Die Farbansichten wurden aus dem senkrecht auf die Oberfläche gerichteten Nadirkanal und den Farbkanälen erstellt; die perspektivischen Schrägansichten wurden aus den Stereokanälen der HRSC berechnet. Das Anaglyphenbild, das bei Betrachtung durch eine Rot-blau- oder Rot-grün-Brille einen dreidimensionalen Eindruck der Landschaft vermittelt, wurde aus dem Nadirkanal und einem Stereokanal abgeleitet. Das Schwarzweißbild wurde dem Nadirkanal entnommen, der von allen Kanälen die höchste Auflösung bietet.

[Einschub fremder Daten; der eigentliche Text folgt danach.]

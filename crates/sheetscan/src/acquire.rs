//! Image acquisition: one seam over continuous devices and static files.
//!
//! Device IO itself (webcam, scanner) lives behind [`FrameSource`]; the
//! implementor owns the device handle, and dropping the source releases
//! it. Acquisition never retries on its own — a failed acquire surfaces a
//! typed [`AcquireError`] and the caller decides.

use std::path::Path;

use image::RgbaImage;

use crate::error::AcquireError;

/// A raw RGBA capture at its native resolution.
#[derive(Debug, Clone)]
pub struct PixelBuffer {
    pub width: u32,
    pub height: u32,
    /// Row-major RGBA, `width * height * 4` bytes.
    pub rgba: Vec<u8>,
}

impl PixelBuffer {
    /// Wrap a raw RGBA byte vector, validating its declared dimensions.
    pub fn new(width: u32, height: u32, rgba: Vec<u8>) -> Result<Self, AcquireError> {
        if width == 0 || height == 0 {
            return Err(AcquireError::ZeroSized { width, height });
        }
        let expected = width as usize * height as usize * 4;
        if rgba.len() != expected {
            return Err(AcquireError::BufferSize {
                width,
                height,
                expected,
                actual: rgba.len(),
            });
        }
        Ok(Self {
            width,
            height,
            rgba,
        })
    }

    /// Wrap a decoded [`RgbaImage`] without copying.
    pub fn from_rgba_image(img: RgbaImage) -> Result<Self, AcquireError> {
        let (width, height) = img.dimensions();
        Self::new(width, height, img.into_raw())
    }

    /// View the buffer as an [`RgbaImage`] (clones the pixel data).
    pub fn to_rgba_image(&self) -> RgbaImage {
        RgbaImage::from_raw(self.width, self.height, self.rgba.clone())
            .expect("dimensions validated at construction")
    }
}

/// Unified frame producer.
///
/// A continuous device returns a snapshot of its current frame on every
/// call; a static file returns the same decoded buffer each time. The
/// active scan session (or identity scanner) owns its source exclusively;
/// no other component reads the device.
pub trait FrameSource {
    fn acquire(&mut self) -> Result<PixelBuffer, AcquireError>;
}

/// Static-file source: decoded once at open, served unchanged thereafter.
#[derive(Debug, Clone)]
pub struct StillImageSource {
    buffer: PixelBuffer,
}

impl StillImageSource {
    /// Decode an image file. Decode failures surface as
    /// [`AcquireError::Decode`].
    pub fn open(path: &Path) -> Result<Self, AcquireError> {
        let img = image::open(path)?.to_rgba8();
        tracing::info!(
            "loaded {} ({}x{})",
            path.display(),
            img.width(),
            img.height()
        );
        Ok(Self {
            buffer: PixelBuffer::from_rgba_image(img)?,
        })
    }

    /// Wrap an already-decoded buffer (uploads arriving over the wire).
    pub fn from_buffer(buffer: PixelBuffer) -> Self {
        Self { buffer }
    }
}

impl FrameSource for StillImageSource {
    fn acquire(&mut self) -> Result<PixelBuffer, AcquireError> {
        Ok(self.buffer.clone())
    }
}

#[cfg(test)]
mod tests {
    use super::*;

    #[test]
    fn buffer_validates_length() {
        assert!(PixelBuffer::new(2, 2, vec![0u8; 16]).is_ok());
        assert!(matches!(
            PixelBuffer::new(2, 2, vec![0u8; 15]),
            Err(AcquireError::BufferSize { expected: 16, .. })
        ));
        assert!(matches!(
            PixelBuffer::new(0, 4, Vec::new()),
            Err(AcquireError::ZeroSized { .. })
        ));
    }

    #[test]
    fn still_source_returns_identical_frames() {
        let buffer = PixelBuffer::new(3, 2, vec![7u8; 24]).unwrap();
        let mut source = StillImageSource::from_buffer(buffer);
        let a = source.acquire().unwrap();
        let b = source.acquire().unwrap();
        assert_eq!(a.rgba, b.rgba);
        assert_eq!((a.width, a.height), (3, 2));
    }
}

3D-Anaglyphenbild der Region Noctis Labyrinthus
Das Kameraexperiment HRSC auf der Mission Mars Express der Europäischen Weltraumorganisation ESA wird vom Principal Investigator (PI) Prof. Dr. Gerhard Neukum (Freie Universität Berlin) geleitet. Das Wissenschaftsteam besteht aus 45 Co-Investigatoren aus 32 Institutionen und zehn Nationen. Die Kamera wurde am Deutschen Zentrum für Luft- und Raumfahrt (DLR) entwickelt und in Kooperation mit industriellen Partnern gebaut (EADS Astrium, Lewicki Microelectronic GmbH und Jena-Optronik GmbH). Sie wird vom DLR-Institut für Planetenforschung in Berlin-Adlershof betrieben. Die systematische Prozessierung der Daten erfolgt am DLR. Die hier gezeigten Darstellungen wurden von der PI-Gruppe am Institut für Geologische Wissenschaften der Freien Universität Berlin in Zusammenarbeit mit dem DLR-Institut für Planetenforschung erstellt.